Paul Fieguth

Professor and Department Chair

Contact InformationPaul Fieguth

Faculty Office: EC4 2009
Chair Office: E5 6119
Faculty Phone: 519-888-4567 ext. 33599
Chair Phone: 519-888-4567 ext. 84970
Fax: 519-746-4791

Faculty Email: pfieguth@uwaterloo.ca
Chair Email: sydechair@uwaterloo.ca
Website: https://uwaterloo.ca/systems-design-engineering/people-profiles/paul-fieguth

Education

  • B.A.Sc University of Waterloo
  • M.S. - M.I.T.
  • PhD  - M.I.T.

Research Interests

Dr. Fieguth's interests are in the area of accelerated computational methods applied to large statistical problems in image processing, computer vision, and remote sensing.

Multiscale Statistical Modeling:

An estimation problem involves determining the state of a system (along with associated uncertainties in this state) based on some measurements of the system and a prior model of the physics governing the system of interest.

Although this problem is quite straightforward to formulate mathematically, the solution of such estimation problems becomes computationally totally intractable as the size of the system becomes very large; this research seeks to develop computationally efficient alternatives.

The thrust of this research is the development of novel statistical structures, particularly hierarchical or multiscale ones, which lead to vastly improved computational efficiency.
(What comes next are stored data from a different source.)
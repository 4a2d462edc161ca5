//! Kredit Core: domain models, error taxonomy and repository traits
//! shared by every crate in the loan-origination backend.

pub mod error;
pub mod models;
pub mod repository;
pub mod tenor;

pub use error::{KreditError, KreditResult};
pub use tenor::Tenor;
//! Kredit Auth: customer registration, password verification,
//! session token issuance/validation and document encryption.

pub mod cipher;
pub mod config;
pub mod directory;
pub mod error;
pub mod password;
pub mod service;
pub mod token;

pub use config::AuthConfig;
pub use directory::CustomerDirectory;
pub use error::AuthError;
pub use service::{AuthService, LoginInput, LoginOutput};
pub use token::SessionClaims;
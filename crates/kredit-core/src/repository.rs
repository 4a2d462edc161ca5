//! Repository trait definitions for data access abstraction.
//!
//! All repository operations are async. Lookups return `Ok(None)` when
//! the record is absent so that "not found" stays distinguishable from
//! a storage failure.

use crate::error::KreditResult;
use crate::models::{
    customer::{CreateCustomer, Customer},
    limit::{CreateLimit, Limit},
    transaction::{CreateTransaction, Transaction},
};

pub trait CustomerRepository: Send + Sync {
    /// Insert a customer. Fails with `AlreadyExists` if the NIK is taken.
    fn create(&self, input: CreateCustomer) -> impl Future<Output = KreditResult<Customer>> + Send;
    fn get_by_id(&self, id: i64) -> impl Future<Output = KreditResult<Option<Customer>>> + Send;
    fn get_by_nik(&self, nik: &str)
    -> impl Future<Output = KreditResult<Option<Customer>>> + Send;
}

pub trait LimitRepository: Send + Sync {
    /// Persist all four tenor thresholds as one record.
    fn create(&self, input: CreateLimit) -> impl Future<Output = KreditResult<Limit>> + Send;
    /// When several limits exist for one customer, the earliest created
    /// one is returned.
    fn get_by_customer_id(
        &self,
        customer_id: i64,
    ) -> impl Future<Output = KreditResult<Option<Limit>>> + Send;
}

/// Append-only store of admitted transactions.
pub trait TransactionRepository: Send + Sync {
    fn create(
        &self,
        input: CreateTransaction,
    ) -> impl Future<Output = KreditResult<Transaction>> + Send;
}
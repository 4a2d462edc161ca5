//! SurrealDB implementation of [`TransactionRepository`].
//!
//! Pure append: no validation beyond what the admission engine has
//! already performed, and no update or delete path.

use kredit_core::error::KreditResult;
use kredit_core::models::transaction::{CreateTransaction, Transaction};
use kredit_core::repository::TransactionRepository;
use surrealdb::{Connection, Surreal};

use super::to_text;
use crate::error::DbError;
use crate::sequence::next_id;

/// SurrealDB implementation of the Transaction repository.
#[derive(Clone)]
pub struct SurrealTransactionRepository<C: Connection> {
    db: Surreal<C>,
}

impl<C: Connection> SurrealTransactionRepository<C> {
    pub fn new(db: Surreal<C>) -> Self {
        Self { db }
    }
}

impl<C: Connection> TransactionRepository for SurrealTransactionRepository<C> {
    async fn create(&self, input: CreateTransaction) -> KreditResult<Transaction> {
        let id = next_id(&self.db, "loan_transaction").await?;

        self.db
            .query(
                "CREATE type::thing('loan_transaction', $id) SET \
                 customer_id = $customer_id, \
                 contract_number = $contract_number, \
                 otr = $otr, admin_fee = $admin_fee, \
                 installment_amount = $installment_amount, \
                 interest_amount = $interest_amount, \
                 asset_name = $asset_name, tenor = $tenor \
                 RETURN NONE",
            )
            .bind(("id", id))
            .bind(("customer_id", input.customer_id))
            .bind(("contract_number", input.contract_number.clone()))
            .bind(("otr", to_text(input.otr)))
            .bind(("admin_fee", to_text(input.admin_fee)))
            .bind(("installment_amount", to_text(input.installment_amount)))
            .bind(("interest_amount", to_text(input.interest_amount)))
            .bind(("asset_name", input.asset_name.clone()))
            .bind(("tenor", input.tenor))
            .await
            .map_err(DbError::from)?
            .check()
            .map_err(|e| DbError::from_statement("loan_transaction", e))?;

        Ok(input.into_transaction(id))
    }
}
Such methods have been developed, however they are generally subject to a number of limitations which form the foci of this research: the existence of only a limited class of multiscale models, a lack of analytic bounds on the accuracy of the computed estimates, and an inability to model problems which are dynamic (that is, evolving) in time.

Remote Sensing:

The field of remote sensing forms an almost perfect complement of the above research:
There are a wide variety of extremely large estimation problems to be solved.
In general, the statistical knowledge of the system of interest is relatively poor, so the approximations introduced by a multiscale approach are typically not a great concern.
The problems are "real" - i.e., they address significant scientific or environmental questions.

This work is conducted in collaboration with researchers in oceanography who supply physical models, observational data, and the scientific expertise to ensure that meaningful answers are being computed to meaningful problems. Past and ongoing remote sensing efforts include ocean altimetry (production of ocean-surface maps), ocean hydrography (estimation of volumetric temperature fields), acoustic tomography (estimation of large-scale oceanographic features from measurements of sound propagation), and geodesy (determining high-resolution features of the earth's gravitational field from ocean-surface features).